Dynamic Uniplanar External Fixation

Treatment to reverse the debilitating soft tissue contractures has traditionally been ineffective with splints, which are limited by the ability of the skin to tolerate pressure at the skin-splint interface. Serial casting, another labor intensive option, has the complication of limiting flexion in adjacent joints.

Evolution of Procedure

Proximal Interphalangeal Joint Flexion Contracture Treatment

The anatomy of the PIPJ lends itself to rapid and seemingly irreversibly flexion contractures. The flexor tendons are much stronger than the extensor tendons. Also, the surrounding soft tissue such as the volar plate and collateral ligaments tend to contract and scar in a shortened position. Once the joint becomes contracted, skin and neurovascular structures also shorten, making a rapid surgical contracture reversal difficult.

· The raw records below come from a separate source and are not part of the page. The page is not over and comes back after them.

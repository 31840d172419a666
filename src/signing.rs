//! Proof-of-possession request signing.
//!
//! The signature covers a canonical byte string built from the request:
//!
//! ```text
//! version ‖ 0 ‖ filetime ‖ 0 ‖ METHOD ‖ 0 ‖ path?query ‖ 0 ‖ authorization ‖ 0 ‖ body[..max] ‖ 0
//! ```
//!
//! The SHA-256 digest of that string is signed with deterministic ECDSA (RFC 6979) over P-256,
//! and the header value is base64 of `version ‖ filetime ‖ r ‖ s`.

pub mod filetime;
pub mod proof;

pub use filetime::{from_filetime, to_filetime};
pub use proof::ProofKey;

// crates.io
use base64::{Engine as _, engine::general_purpose::STANDARD};
use p256::{
	ecdsa::{
		Signature, SigningKey, VerifyingKey,
		signature::hazmat::{PrehashSigner, PrehashVerifier},
	},
	pkcs8::{DecodePrivateKey, EncodePrivateKey, LineEnding},
};
use sha2::{Digest, Sha256};
// self
use crate::_prelude::*;

const VERSION_LEN: usize = 4;
const FILETIME_LEN: usize = 8;
const SIGNATURE_LEN: usize = 64;
const BLOB_LEN: usize = VERSION_LEN + FILETIME_LEN + SIGNATURE_LEN;

/// Errors raised while loading keys, signing, or checking signatures.
#[derive(Debug, ThisError)]
pub enum SignatureError {
	/// The private key could not be decoded.
	#[error("Signing key could not be decoded.")]
	KeyDecode(#[source] p256::pkcs8::Error),
	/// The private key could not be encoded.
	#[error("Signing key could not be encoded.")]
	KeyEncode(#[source] p256::pkcs8::Error),
	/// Signature bytes do not have the expected layout.
	#[error("Signature data is malformed: {reason}.")]
	Malformed {
		/// What was wrong with the input.
		reason: String,
	},
	/// The ECDSA primitive failed.
	#[error("ECDSA operation failed.")]
	Ecdsa(#[source] p256::ecdsa::Error),
}

/// Signing parameters negotiated with the service.
#[derive(Clone, Copy, Debug, PartialEq, Eq, Serialize, Deserialize)]
pub struct SigningPolicy {
	/// Signature version placed at the front of the canonical string and the blob.
	pub version: u32,
	/// Number of body bytes covered by the signature.
	pub max_body_bytes: usize,
}
impl Default for SigningPolicy {
	fn default() -> Self {
		Self { version: 1, max_body_bytes: 8192 }
	}
}

/// Decoded `Signature` header value.
#[derive(Clone, Debug, PartialEq, Eq)]
pub struct SignatureBlob {
	/// Signature version.
	pub version: u32,
	/// FILETIME ticks the request was signed at.
	pub filetime: u64,
	/// Raw `r ‖ s` signature.
	pub signature: [u8; SIGNATURE_LEN],
}
impl SignatureBlob {
	/// Decodes a base64 header value.
	pub fn decode(header: &str) -> Result<Self, SignatureError> {
		let raw = STANDARD
			.decode(header)
			.map_err(|e| SignatureError::Malformed { reason: format!("invalid base64: {e}") })?;

		Self::from_bytes(&raw)
	}

	/// Splits raw blob bytes into their parts.
	pub fn from_bytes(raw: &[u8]) -> Result<Self, SignatureError> {
		if raw.len() != BLOB_LEN {
			return Err(SignatureError::Malformed {
				reason: format!("expected {BLOB_LEN} bytes, got {}", raw.len()),
			});
		}

		let (version, rest) = raw.split_at(VERSION_LEN);
		let (filetime, signature) = rest.split_at(FILETIME_LEN);
		let mut version_buf = [0; VERSION_LEN];
		let mut filetime_buf = [0; FILETIME_LEN];
		let mut signature_buf = [0; SIGNATURE_LEN];

		version_buf.copy_from_slice(version);
		filetime_buf.copy_from_slice(filetime);
		signature_buf.copy_from_slice(signature);

		Ok(Self {
			version: u32::from_be_bytes(version_buf),
			filetime: u64::from_be_bytes(filetime_buf),
			signature: signature_buf,
		})
	}

	/// Serializes the blob as `version ‖ filetime ‖ signature`.
	pub fn to_bytes(&self) -> Vec<u8> {
		let mut buf = Vec::with_capacity(BLOB_LEN);

		buf.extend_from_slice(&self.version.to_be_bytes());
		buf.extend_from_slice(&self.filetime.to_be_bytes());
		buf.extend_from_slice(&self.signature);

		buf
	}

	/// Base64 header value.
	pub fn encode(&self) -> String {
		STANDARD.encode(self.to_bytes())
	}
}

/// P-256 request signer holding the device's private key.
#[derive(Clone)]
pub struct RequestSigner {
	key: SigningKey,
	policy: SigningPolicy,
}
impl RequestSigner {
	/// Creates a signer around a freshly generated key.
	pub fn generate() -> Self {
		loop {
			let candidate: [u8; 32] = rand::random();

			// Zero and out-of-range scalars are rejected; retrying is practically never needed.
			if let Ok(key) = SigningKey::from_slice(&candidate) {
				return Self::from_signing_key(key);
			}
		}
	}

	/// Wraps an existing key.
	pub fn from_signing_key(key: SigningKey) -> Self {
		Self { key, policy: SigningPolicy::default() }
	}

	/// Imports a PKCS#8 PEM private key.
	pub fn from_pem(pem: &str) -> Result<Self, SignatureError> {
		SigningKey::from_pkcs8_pem(pem).map(Self::from_signing_key).map_err(SignatureError::KeyDecode)
	}

	/// Exports the private key as PKCS#8 PEM.
	pub fn to_pem(&self) -> Result<String, SignatureError> {
		self.key
			.to_pkcs8_pem(LineEnding::LF)
			.map(|pem| pem.to_string())
			.map_err(SignatureError::KeyEncode)
	}

	/// Overrides the signing policy.
	pub fn with_policy(mut self, policy: SigningPolicy) -> Self {
		self.policy = policy;

		self
	}

	/// Active signing policy.
	pub fn policy(&self) -> &SigningPolicy {
		&self.policy
	}

	/// Public key matching the signing key.
	pub fn verifying_key(&self) -> &VerifyingKey {
		self.key.verifying_key()
	}

	/// Public key as the JWK sent in `ProofKey`.
	pub fn proof_field(&self) -> ProofKey {
		ProofKey::from_verifying_key(self.verifying_key())
	}

	/// Signs a request and returns the base64 `Signature` header value.
	///
	/// `timestamp` defaults to the current UTC clock.
	pub fn sign(
		&self,
		method: &str,
		path_and_query: &str,
		body: &[u8],
		authorization: &str,
		timestamp: Option<OffsetDateTime>,
	) -> Result<String, SignatureError> {
		self.sign_raw(method, path_and_query, body, authorization, timestamp)
			.map(|blob| blob.encode())
	}

	/// Signs a request and returns the undecoded blob.
	pub fn sign_raw(
		&self,
		method: &str,
		path_and_query: &str,
		body: &[u8],
		authorization: &str,
		timestamp: Option<OffsetDateTime>,
	) -> Result<SignatureBlob, SignatureError> {
		let filetime = to_filetime(timestamp.unwrap_or_else(OffsetDateTime::now_utc));
		let digest = self.hash(method, path_and_query, body, authorization, filetime);
		let signature: Signature = self.key.sign_prehash(&digest).map_err(SignatureError::Ecdsa)?;
		let mut raw = [0; SIGNATURE_LEN];

		raw.copy_from_slice(&signature.to_bytes());

		Ok(SignatureBlob { version: self.policy.version, filetime, signature: raw })
	}

	/// SHA-256 of the canonical byte string.
	pub fn hash(
		&self,
		method: &str,
		path_and_query: &str,
		body: &[u8],
		authorization: &str,
		filetime: u64,
	) -> [u8; 32] {
		let body = &body[..body.len().min(self.policy.max_body_bytes)];
		let mut hasher = Sha256::new();

		hasher.update(self.policy.version.to_be_bytes());
		hasher.update([0]);
		hasher.update(filetime.to_be_bytes());
		hasher.update([0]);
		hasher.update(method.to_ascii_uppercase().as_bytes());
		hasher.update([0]);
		hasher.update(path_and_query.as_bytes());
		hasher.update([0]);
		hasher.update(authorization.as_bytes());
		hasher.update([0]);
		hasher.update(body);
		hasher.update([0]);

		hasher.finalize().into()
	}

	/// Checks a raw `r ‖ s` signature against `digest`.
	///
	/// Uses `public_key` when given, otherwise this signer's own key. A signature that does not
	/// verify yields `Ok(false)`; bytes that are not a signature at all yield an error.
	pub fn verify_digest(
		&self,
		signature: &[u8],
		digest: &[u8],
		public_key: Option<&VerifyingKey>,
	) -> Result<bool, SignatureError> {
		let signature = Signature::from_slice(signature).map_err(|e| SignatureError::Malformed {
			reason: format!("not a P-256 signature: {e}"),
		})?;
		let key = public_key.unwrap_or_else(|| self.verifying_key());

		Ok(key.verify_prehash(digest, &signature).is_ok())
	}

	/// Recomputes the digest for a request and checks a `Signature` header value against it.
	pub fn verify_header(
		&self,
		header: &str,
		method: &str,
		path_and_query: &str,
		body: &[u8],
		authorization: &str,
	) -> Result<bool, SignatureError> {
		let blob = SignatureBlob::decode(header)?;

		if blob.version != self.policy.version {
			return Err(SignatureError::Malformed {
				reason: format!("unsupported signature version {}", blob.version),
			});
		}

		let digest = self.hash(method, path_and_query, body, authorization, blob.filetime);

		self.verify_digest(&blob.signature, &digest, None)
	}
}
impl Debug for RequestSigner {
	fn fmt(&self, f: &mut Formatter) -> FmtResult {
		f.debug_struct("RequestSigner")
			.field("proof", &self.proof_field())
			.field("policy", &self.policy)
			.finish()
	}
}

Another cause of joint contracture can be from Dupuytren’s disease, which is a proliferation of abnormal cells and collagen in the palm of the hand, resulting in contracted cords. The goal of treatment regardless of etiology is to provide a modest extension force to stimulate growth of the volar soft tissues. In cases involving Dupuytren’s contracture, targeting and breaking down the specific collagen found in the cord has also been explored.

Evolution of Diagnosis

Proximal Interphalangeal Joint Flexion Contracture

Proximal interphalangeal joint (PIPJ) flexion contractures are a common complication from injuries to that joint or disease processes such as Dupytren contractures. The inability to extend fingers at the PIPJ can be functionally debilitating. Many integral movements of the hand are dependent on the extension of the fingers. Opening the hand wide enough to grasp an object or straightening the hand to slide into a pocket is dependent on the extension of the PIPJ.